By Ken Ferguson
Just as the days shorten and the leaves fall, the annual ritual begins of the power profiteers hiking prices as they wring their hands in regret for their poor customers.
Scottish and Southern Energy (SSE) is first in the field with an 8 per cent rise. British Gas has now followed and we can be sure they will not be the last, as any notion that gas and electricity are offered to the public by fiercely competing firms serving their interest ceased to fool the long-suffering public years ago.
Across the spectrum, pro-market politicians scrabble to mollify the public with plans and schemes to deal with the issue of soaring prices piled on millions with pegged pay and benefits.
So, from supposedly born-again Bolshevik 'Red' Ed Miliband, a plan to freeze power prices for a whole 20 months in two years time, if he wins the UK election. Despite the howls of protest from the power firms, Tories and old Blairites like Peter Mandelson, far from a return to "socialism", such a plan would leave the fat cats largely unscathed and save consumers relative peanuts.
Promises of tougher regulation are likely to be watered down by a Labour Party which long ago accepted the idea that the market - dominated by six big firms - is the best way to ensure vital services such as energy.
This is underscored by Labour's obstinate refusal to contemplate the obvious solution to the energy prices scandal - supported by the public - of taking the firms into public ownership to ensure both the necessary investment and fair prices for customers.
Indeed, one of the ironies of this situation is the fact that one of the big six is EDF – an offshoot of the largely publicly-owned French state electricity firm. Unlike here, in France prices are fixed by the government which is, in turn, open to public pressure.
If Labour's plan wilted in the spotlight of reality, the ConDems, with the usual coalition response, offered little alternative other than whistling in the dark about better competition and the frank admission from Westminster Energy Secretary Ed Davey that they were powerless to stop the soaring prices rip off.
The more extreme wing, largely climate change sceptics, suggested scrapping tariffs to develop green energy to save money.
Into this blundered Scottish Government energy minister Fergus Ewing, who poo-pooed any price freeze and repeated company claims that black outs of power supplies were a real possibility. Apart from leaving consumers to carry the ever soaring price of power, the entire affair also highlights the real danger of leaving vital services in the hands of greedy private firms.
All the evidence is that voters saw through the supposed magic market years ago, and they support public ownership of key services such a gas and electricity, railways and of course the Royal Mail, sold off at scandalously low cost to the speculators in the city.
In Scotland's case, public control of energy is even more vital not just to ensure essential investment and fair prices but to develop the potential 'Energy Eldorado' represented by renewables for the public good, not private greed, as happened with North Sea oil.
More widely, as the No campaign reshuffles the pack at the anti-Scottish Office and the scare tales roll on - no Scottish Army, slower broadband and now the best yet, no world market for Scotch whisky.

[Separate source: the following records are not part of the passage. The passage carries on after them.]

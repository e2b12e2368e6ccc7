//! RCL Control - brings up the RCL service container on the utility host
//!
//! Validates the host and the container configuration, persists the merged
//! configuration, and hands over to the sibling installer.

mod cli;
mod logging;
mod output;
mod prompt;

use anyhow::{Context, Result};
use clap::Parser;
use cli::{Cli, Commands};
use rcl_common::dns::{SystemResolver, TcpConnector};
use rcl_common::exit_codes::{EXIT_GENERAL_ERROR, EXIT_SUCCESS};
use rcl_common::network::HostInterfaces;
use rcl_common::runtime::PodmanCli;
use rcl_common::sibling::RclmgrCli;
use rcl_common::{preflight, Host, Pipeline, RclError, Settings, StartRequest};
use std::io;
use std::process::ExitCode;
use tracing::{debug, error, info};

fn main() -> ExitCode {
    let cli = Cli::parse();

    let settings = match load_settings(&cli) {
        Ok(settings) => settings,
        Err(e) => {
            eprintln!("FATAL ERROR: {:#}", e);
            return ExitCode::from(exit_code_of(&e) as u8);
        }
    };

    let stamp = logging::run_stamp();
    let (subscriber, log_path) = match logging::build_subscriber(&settings.log_dir, &stamp, cli.verbose) {
        Ok(built) => built,
        Err(e) => {
            eprintln!("FATAL ERROR: {}", e);
            return ExitCode::from(e.exit_code() as u8);
        }
    };
    output::print_log_location(&settings.log_dir);

    let code = tracing::subscriber::with_default(subscriber, || {
        debug!("Logging to {}", log_path.display());
        match run(&cli, &settings, &stamp) {
            Ok(()) => EXIT_SUCCESS,
            Err(e) => {
                let code = exit_code_of(&e);
                error!("{:#}", e);
                info!("Going to terminate with RC {}", code);
                code
            }
        }
    });

    ExitCode::from(code as u8)
}

fn load_settings(cli: &Cli) -> Result<Settings> {
    let mut settings = Settings::load(cli.settings.as_deref()).context("loading settings")?;
    if let Some(config_file) = &cli.config_file {
        settings.config_file = config_file.clone();
    }
    Ok(settings)
}

/// Operational exit code for a failed run
fn exit_code_of(err: &anyhow::Error) -> i32 {
    err.downcast_ref::<RclError>()
        .map(RclError::exit_code)
        .unwrap_or(EXIT_GENERAL_ERROR)
}

fn run(cli: &Cli, settings: &Settings, stamp: &str) -> Result<()> {
    let interfaces = HostInterfaces;
    let resolver = SystemResolver;
    let connector = TcpConnector;
    let runtime = PodmanCli::new(&settings.runtime_bin);
    let tool = RclmgrCli::new(&settings.sibling_tool);

    let host = Host {
        interfaces: &interfaces,
        resolver: &resolver,
        connector: &connector,
        runtime: &runtime,
        tool: &tool,
        hostname: preflight::system_hostname()?,
        username: preflight::current_username(),
    };
    let pipeline = Pipeline::new(settings, host, stamp);
    debug!("Run id {}", pipeline.run_id());

    match cli.command() {
        Commands::Start {
            image_file,
            image_version,
        } => {
            let image_version = match image_version {
                Some(version) => version,
                None => prompt::ask_image_version(&mut io::stdin().lock(), &mut io::stdout())?,
            };
            let outcome = pipeline.start(&StartRequest {
                image_file,
                image_version,
            })?;
            output::print_bring_up(&outcome, &settings.config_file);
        }
        Commands::Check => {
            let report = pipeline.check()?;
            output::print_gates(&report);
        }
        Commands::Status => {
            let running = pipeline.status()?;
            output::print_status(running, &settings.image_match);
        }
    }

    Ok(())
}

#[cfg(test)]
mod tests {
    use super::*;
    use std::path::PathBuf;

    #[test]
    fn test_exit_code_from_domain_error() {
        let err = anyhow::Error::new(RclError::Schema(PathBuf::from("/etc/rcl/rclmgr.yml")));
        assert_eq!(exit_code_of(&err), 13);
    }

    #[test]
    fn test_exit_code_survives_context() {
        let err = anyhow::Error::new(RclError::DomainNotConfigured).context("resolving host domain");
        assert_eq!(exit_code_of(&err), 8);
    }

    #[test]
    fn test_foreign_error_is_general() {
        let err = anyhow::anyhow!("something else");
        assert_eq!(exit_code_of(&err), EXIT_GENERAL_ERROR);
    }
}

All this as the dominance of big business daily exposes the supposed "benefits" of the union.
So power firms openly threaten power black outs and an investment strike if a tiny bite is made out of their profits. In response, the toothless British lion bleats that it can't do anything about this. So a state bristling with nuclear weapons and happy to wage wars across the globe is unable or unwilling to take on the fat cats at home.
Worse, the Tories - ably assisted by the increasingly reviled Liberal Democrats - ignore the failures of privatisation and sell off the Royal Mail at rates so low that that it guarantees even more super profits for those same speculators who crashed the economy and imposed austerity on us.
In contrast to the SNP who pledged a re-nationalised post office after a Yes vote, Labour clapped the posties at their Brighton conference and then told them that a Labour government would not re-nationalise Royal Mail.
And perhaps the most bare faced example of the use of uncontrolled private power comes from the venture capitalist of Ineos which is now holding Scotland to ransom.
Insiders close to the Grangemouth dispute believe that this may well be part of a wider strategy aimed at weakening jobs and conditions at the vital site which produces the vast majority of Scotland's fuel supplies. Ineos, despite the threat of a strike having been removed, have temporarily shut down the plant and claimed that the complex has no value, at the same time as they seek public money to redevelop it.
The picture then is a stark one. Within the supposed safe haven of the British state we will be allowed to earn poverty pay, subjected to labour laws favouring employers and face falling living standards stretching to the far horizon. However, we can sleep easy guarded by nuclear missiles and secure in the knowledge that we remain British.
As the clock ticks towards the referendum, the absurd smears of the No camp and the reality of life in a country, built around and serving the needs of a greedy few, must be put at the heart of the debate. The choice gets clearer daily.
Believe the smears about, well, almost everything and stick with the speculator's state which is Great Britain, or grasp the future by voting Yes and fashion a society based on people before profit.